All entries must be given again in full, exactly as they were supplied.
-- DATA follows --
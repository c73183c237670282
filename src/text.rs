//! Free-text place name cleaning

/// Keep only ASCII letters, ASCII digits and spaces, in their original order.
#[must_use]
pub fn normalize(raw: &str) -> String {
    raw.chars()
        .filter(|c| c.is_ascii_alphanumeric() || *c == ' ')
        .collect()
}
-- DATA concluded --
**ANSWER TO THE PROBLEM:**
repository c73183c237670282
filename src/text.rs
//! Free-text place name cleaning

/// Keep only ASCII letters, ASCII digits and spaces, in their original order.
#[must_use]
pub fn normalize(raw: &str) -> String {
    raw.chars()
        .filter(|c| c.is_ascii_alphanumeric() || *c == ' ')
        .collect()
}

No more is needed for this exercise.